In his LinkedIn profile, he is described as an "Artificial Intelligence Gamification Patent Inventor, Key Note Speaker, Professor, Author.
So, a fraud is angry that the no-work degree he paid sizable money for was equally fraudulent. Wow.
It is rather laughable that this guy thinks this is legit, but what scared me was the last two paragraphs in the article:
The Marketplace investigation revealed there are more than 800 Canadians who could have fake degrees.
Many Canadians could be putting their health and well-being in the hands of nurses, engineers, counsellors and other professionals with phoney credentials, Marketplace found.
Some Canadians will fall victim to fraud. That’s a fact of life.
The numbers aren’t particularly worrisome: that’s equivalent to a village spread across the country, and chances are that only a small percentage of these people will be able to bullshit their way into official backing. The rest will take up “work” on the fringes pandering to the gullible.
Capitalism and a system that wants results now!!
Gullible people deserve to be safe and healthy too.

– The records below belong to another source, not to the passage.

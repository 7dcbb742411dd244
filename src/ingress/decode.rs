//! Decoding `networking.k8s.io/v1` Ingress objects into [`IngressObject`].
//!
//! Shapes the gateway cannot route are dropped here, at the boundary, with a
//! warning: a rule without an `http` block, a backend that is not a service,
//! or a service port given by name. The rest of the object still applies.

use k8s_openapi::api::networking::v1::{Ingress, IngressBackend};
use kube::ResourceExt;
use url::Url;

use crate::ingress::types::{HostRule, IngressObject, PathBackend};

/// Cache and log key for an Ingress.
pub fn object_key(ingress: &Ingress) -> String {
    format!(
        "{}/{}",
        ingress.namespace().unwrap_or_else(|| "default".to_string()),
        ingress.name_any()
    )
}

/// Whether this gateway should route `ingress`.
pub fn is_selected(ingress: &Ingress, ingress_class: Option<&str>) -> bool {
    match ingress_class {
        None => true,
        Some(class) => {
            ingress
                .spec
                .as_ref()
                .and_then(|spec| spec.ingress_class_name.as_deref())
                == Some(class)
        }
    }
}

/// Decode the routing content of an Ingress.
pub fn decode_ingress(ingress: &Ingress) -> IngressObject {
    let key = object_key(ingress);
    let Some(spec) = ingress.spec.as_ref() else {
        return IngressObject {
            key,
            default_backend: None,
            rules: Vec::new(),
        };
    };

    let default_backend = spec
        .default_backend
        .as_ref()
        .and_then(|backend| resolve_backend(&key, backend));

    let mut rules = Vec::new();
    for rule in spec.rules.iter().flatten() {
        let Some(http) = rule.http.as_ref() else {
            continue;
        };
        let host = rule.host.clone().unwrap_or_default();

        let paths = http
            .paths
            .iter()
            .filter_map(|path| {
                let destination = resolve_backend(&key, &path.backend)?;
                Some(PathBackend {
                    pattern: path.path.clone().unwrap_or_default(),
                    destination,
                })
            })
            .collect();

        rules.push(HostRule { host, paths });
    }

    IngressObject {
        key,
        default_backend,
        rules,
    }
}

/// Turn a service backend into `http://<service>:<port>`.
fn resolve_backend(key: &str, backend: &IngressBackend) -> Option<Url> {
    let Some(service) = backend.service.as_ref() else {
        tracing::warn!(ingress = %key, "Skipping backend without a service reference");
        return None;
    };

    let Some(number) = service.port.as_ref().and_then(|port| port.number) else {
        tracing::warn!(
            ingress = %key,
            service = %service.name,
            "Skipping backend without a numeric service port"
        );
        return None;
    };

    match Url::parse(&format!("http://{}:{}", service.name, number)) {
        Ok(url) => Some(url),
        Err(e) => {
            tracing::warn!(
                ingress = %key,
                service = %service.name,
                port = number,
                error = %e,
                "Skipping backend with unusable address"
            );
            None
        }
    }
}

Yes, but it’s like the old saw about leading a horse to water: you cannot ensure that they make intelligent decisions; for practical purposes, you cannot shut down all the fraud artists (as long as there is a demand for easy solutions, new ones will pop up daily); and you really can’t take away the right of the gullible to make their own choices, not without creating even larger societal problems than you solve. About the best you can do is come down hard on con artists when they cross the line.
“I thought that was great. They should actually have universities that do that,” he said.
So, how does that work? They get degrees for doing nothing? They don’t even have to prove that their apprenticeship or whatever satisfied certain objectives?
Technically, this is a university that fits in with his, um, unique approach to education. It’s just that the degree is worthless because it can’t not be worthless.